Return the material unaltered, line by line.
*** Opening Input records ***
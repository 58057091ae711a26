//! The scheduling authority.
//!
//! `Engine` owns all mutable scheduler state and is shared as `Arc<Engine>` by
//! the search cycle, the queue cycle, and manual actions. Each entity has its
//! own lock:
//!
//! - the item map (`RwLock`), and each item behind its own `Mutex`;
//! - the rate budget, escalation manager, queue monitor, and group-search map.
//!
//! Lock order is item map -> item -> escalation (or group map). No lock is
//! held across an upstream call: state is claimed first (slot reserved, item
//! marked in flight), the call runs unlocked, and the outcome is recorded
//! afterwards.

mod actions;
mod queue_cycle;
mod search_cycle;
mod status;
mod sync;

pub use actions::ManualSearchOutcome;
pub use queue_cycle::QueueCycleReport;
pub use search_cycle::SearchCycleReport;
pub use status::{EngineStatus, TierCount};

use std::collections::HashMap;
use std::sync::Arc;

use anyhow::{bail, Result};
use chrono::{DateTime, Utc};
use rand::rngs::StdRng;
use rand::SeedableRng;
use tokio::sync::{Mutex, RwLock};

use crate::budget::RateBudget;
use crate::config::Settings;
use crate::cooldown::CooldownTracker;
use crate::escalation::EscalationManager;
use crate::model::{Item, ItemKey};
use crate::queue_monitor::{QueueMonitor, ResolvePolicy};
use crate::selector::Selector;
use crate::store::StateStore;
use crate::upstream::Upstream;

type ItemMap = HashMap<ItemKey, Arc<Mutex<Item>>>;

pub struct Engine {
    settings: Settings,
    cooldown: CooldownTracker,
    selector: Selector,
    store: StateStore,
    upstreams: HashMap<String, Arc<dyn Upstream>>,
    items: RwLock<ItemMap>,
    budget: Mutex<RateBudget>,
    escalation: Mutex<EscalationManager>,
    queue: Mutex<QueueMonitor>,
    /// Last group search per `(instance, group_id)`; cleared at daily rollover.
    groups: Mutex<HashMap<(String, i64), DateTime<Utc>>>,
    rng: Mutex<StdRng>,
}

impl Engine {
    /// Build the engine and restore persisted state from `store`.
    pub async fn load(
        settings: Settings,
        store: StateStore,
        upstreams: Vec<Arc<dyn Upstream>>,
        now: DateTime<Utc>,
    ) -> Result<Arc<Self>> {
        let mut by_name: HashMap<String, Arc<dyn Upstream>> = HashMap::new();
        for up in upstreams {
            let name = up.instance().to_string();
            if by_name.insert(name.clone(), up).is_some() {
                bail!("duplicate upstream instance {:?}", name);
            }
        }

        let items: ItemMap = store
            .load_items()
            .await?
            .into_iter()
            .map(|item| (item.key.clone(), Arc::new(Mutex::new(item))))
            .collect();

        let mut escalation = EscalationManager::new(settings.milestone_months.clone());
        escalation.restore(
            store.load_escalations().await?,
            store.load_interventions().await?,
        );

        let mut queue = QueueMonitor::new(ResolvePolicy {
            enabled: settings.auto_resolve_enabled,
            grace_period: settings.grace_period,
            disabled_kinds: settings.disabled_kinds.clone(),
        });
        queue.restore(store.load_issues().await?);

        let mut budget = match settings.utc_offset {
            Some(offset) => {
                RateBudget::with_offset(settings.daily_api_limit, settings.quiet_hours, offset, now)
            }
            None => RateBudget::new(settings.daily_api_limit, settings.quiet_hours, now),
        };
        if let Some((day, used)) = store.load_budget().await? {
            budget.restore(day, used, now);
        }

        let mut groups = HashMap::new();
        if settings.prefer_group_search {
            for (instance, group, at) in store
                .group_searches_since(now - settings.group_dedup_window)
                .await?
            {
                let slot = groups.entry((instance, group)).or_insert(at);
                if at > *slot {
                    *slot = at;
                }
            }
        }

        tracing::info!(
            "engine loaded: {} items, {} upstreams, preset {}, {} of {} calls used today",
            items.len(),
            by_name.len(),
            settings.pacing.name.as_str(),
            budget.used(),
            budget.ceiling()
        );

        Ok(Arc::new(Self {
            cooldown: CooldownTracker::new(settings.tiers, settings.pacing.clone()),
            selector: Selector::new(settings.distribution, settings.randomize_selection),
            settings,
            store,
            upstreams: by_name,
            items: RwLock::new(items),
            budget: Mutex::new(budget),
            escalation: Mutex::new(escalation),
            queue: Mutex::new(queue),
            groups: Mutex::new(groups),
            rng: Mutex::new(StdRng::from_entropy()),
        }))
    }

    pub fn settings(&self) -> &Settings {
        &self.settings
    }

    pub fn store(&self) -> &StateStore {
        &self.store
    }

    /// Snapshot of one tracked item.
    pub async fn item(&self, key: &ItemKey) -> Option<Item> {
        let entry = self.items.read().await.get(key).cloned()?;
        let item = entry.lock().await;
        Some(item.clone())
    }

    async fn item_entry(&self, key: &ItemKey) -> Option<Arc<Mutex<Item>>> {
        self.items.read().await.get(key).cloned()
    }

    async fn all_entries(&self) -> Vec<Arc<Mutex<Item>>> {
        self.items.read().await.values().cloned().collect()
    }

    /// Persist today's budget usage.
    async fn save_budget(&self, budget: &RateBudget) -> Result<()> {
        self.store.save_budget(budget.day(), budget.used()).await
    }
}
*** Closing Input records ***
Result:
repository 58057091ae711a26
//! The scheduling authority.
//!
//! `Engine` owns all mutable scheduler state and is shared as `Arc<Engine>` by
//! the search cycle, the queue cycle, and manual actions. Each entity has its
//! own lock:
//!
//! - the item map (`RwLock`), and each item behind its own `Mutex`;
//! - the rate budget, escalation manager, queue monitor, and group-search map.
//!
//! Lock order is item map -> item -> escalation (or group map). No lock is
//! held across an upstream call: state is claimed first (slot reserved, item
//! marked in flight), the call runs unlocked, and the outcome is recorded
//! afterwards.

mod actions;
mod queue_cycle;
mod search_cycle;
mod status;
mod sync;

pub use actions::ManualSearchOutcome;
pub use queue_cycle::QueueCycleReport;
pub use search_cycle::SearchCycleReport;
pub use status::{EngineStatus, TierCount};

use std::collections::HashMap;
use std::sync::Arc;

use anyhow::{bail, Result};
use chrono::{DateTime, Utc};
use rand::rngs::StdRng;
use rand::SeedableRng;
use tokio::sync::{Mutex, RwLock};

use crate::budget::RateBudget;
use crate::config::Settings;
use crate::cooldown::CooldownTracker;
use crate::escalation::EscalationManager;
use crate::model::{Item, ItemKey};
use crate::queue_monitor::{QueueMonitor, ResolvePolicy};
use crate::selector::Selector;
use crate::store::StateStore;
use crate::upstream::Upstream;

type ItemMap = HashMap<ItemKey, Arc<Mutex<Item>>>;

pub struct Engine {
    settings: Settings,
    cooldown: CooldownTracker,
    selector: Selector,
    store: StateStore,
    upstreams: HashMap<String, Arc<dyn Upstream>>,
    items: RwLock<ItemMap>,
    budget: Mutex<RateBudget>,
    escalation: Mutex<EscalationManager>,
    queue: Mutex<QueueMonitor>,
    /// Last group search per `(instance, group_id)`; cleared at daily rollover.
    groups: Mutex<HashMap<(String, i64), DateTime<Utc>>>,
    rng: Mutex<StdRng>,
}

impl Engine {
    /// Build the engine and restore persisted state from `store`.
    pub async fn load(
        settings: Settings,
        store: StateStore,
        upstreams: Vec<Arc<dyn Upstream>>,
        now: DateTime<Utc>,
    ) -> Result<Arc<Self>> {
        let mut by_name: HashMap<String, Arc<dyn Upstream>> = HashMap::new();
        for up in upstreams {
            let name = up.instance().to_string();
            if by_name.insert(name.clone(), up).is_some() {
                bail!("duplicate upstream instance {:?}", name);
            }
        }

        let items: ItemMap = store
            .load_items()
            .await?
            .into_iter()
            .map(|item| (item.key.clone(), Arc::new(Mutex::new(item))))
            .collect();

        let mut escalation = EscalationManager::new(settings.milestone_months.clone());
        escalation.restore(
            store.load_escalations().await?,
            store.load_interventions().await?,
        );

        let mut queue = QueueMonitor::new(ResolvePolicy {
            enabled: settings.auto_resolve_enabled,
            grace_period: settings.grace_period,
            disabled_kinds: settings.disabled_kinds.clone(),
        });
        queue.restore(store.load_issues().await?);

        let mut budget = match settings.utc_offset {
            Some(offset) => {
                RateBudget::with_offset(settings.daily_api_limit, settings.quiet_hours, offset, now)
            }
            None => RateBudget::new(settings.daily_api_limit, settings.quiet_hours, now),
        };
        if let Some((day, used)) = store.load_budget().await? {
            budget.restore(day, used, now);
        }

        let mut groups = HashMap::new();
        if settings.prefer_group_search {
            for (instance, group, at) in store
                .group_searches_since(now - settings.group_dedup_window)
                .await?
            {
                let slot = groups.entry((instance, group)).or_insert(at);
                if at > *slot {
                    *slot = at;
                }
            }
        }

        tracing::info!(
            "engine loaded: {} items, {} upstreams, preset {}, {} of {} calls used today",
            items.len(),
            by_name.len(),
            settings.pacing.name.as_str(),
            budget.used(),
            budget.ceiling()
        );

        Ok(Arc::new(Self {
            cooldown: CooldownTracker::new(settings.tiers, settings.pacing.clone()),
            selector: Selector::new(settings.distribution, settings.randomize_selection),
            settings,
            store,
            upstreams: by_name,
            items: RwLock::new(items),
            budget: Mutex::new(budget),
            escalation: Mutex::new(escalation),
            queue: Mutex::new(queue),
            groups: Mutex::new(groups),
            rng: Mutex::new(StdRng::from_entropy()),
        }))
    }

    pub fn settings(&self) -> &Settings {
        &self.settings
    }

    pub fn store(&self) -> &StateStore {
        &self.store
    }

    /// Snapshot of one tracked item.
    pub async fn item(&self, key: &ItemKey) -> Option<Item> {
        let entry = self.items.read().await.get(key).cloned()?;
        let item = entry.lock().await;
        Some(item.clone())
    }

    async fn item_entry(&self, key: &ItemKey) -> Option<Arc<Mutex<Item>>> {
        self.items.read().await.get(key).cloned()
    }

    async fn all_entries(&self) -> Vec<Arc<Mutex<Item>>> {
        self.items.read().await.values().cloned().collect()
    }

    /// Persist today's budget usage.
    async fn save_budget(&self, budget: &RateBudget) -> Result<()> {
        self.store.save_budget(budget.day(), budget.used()).await
    }
}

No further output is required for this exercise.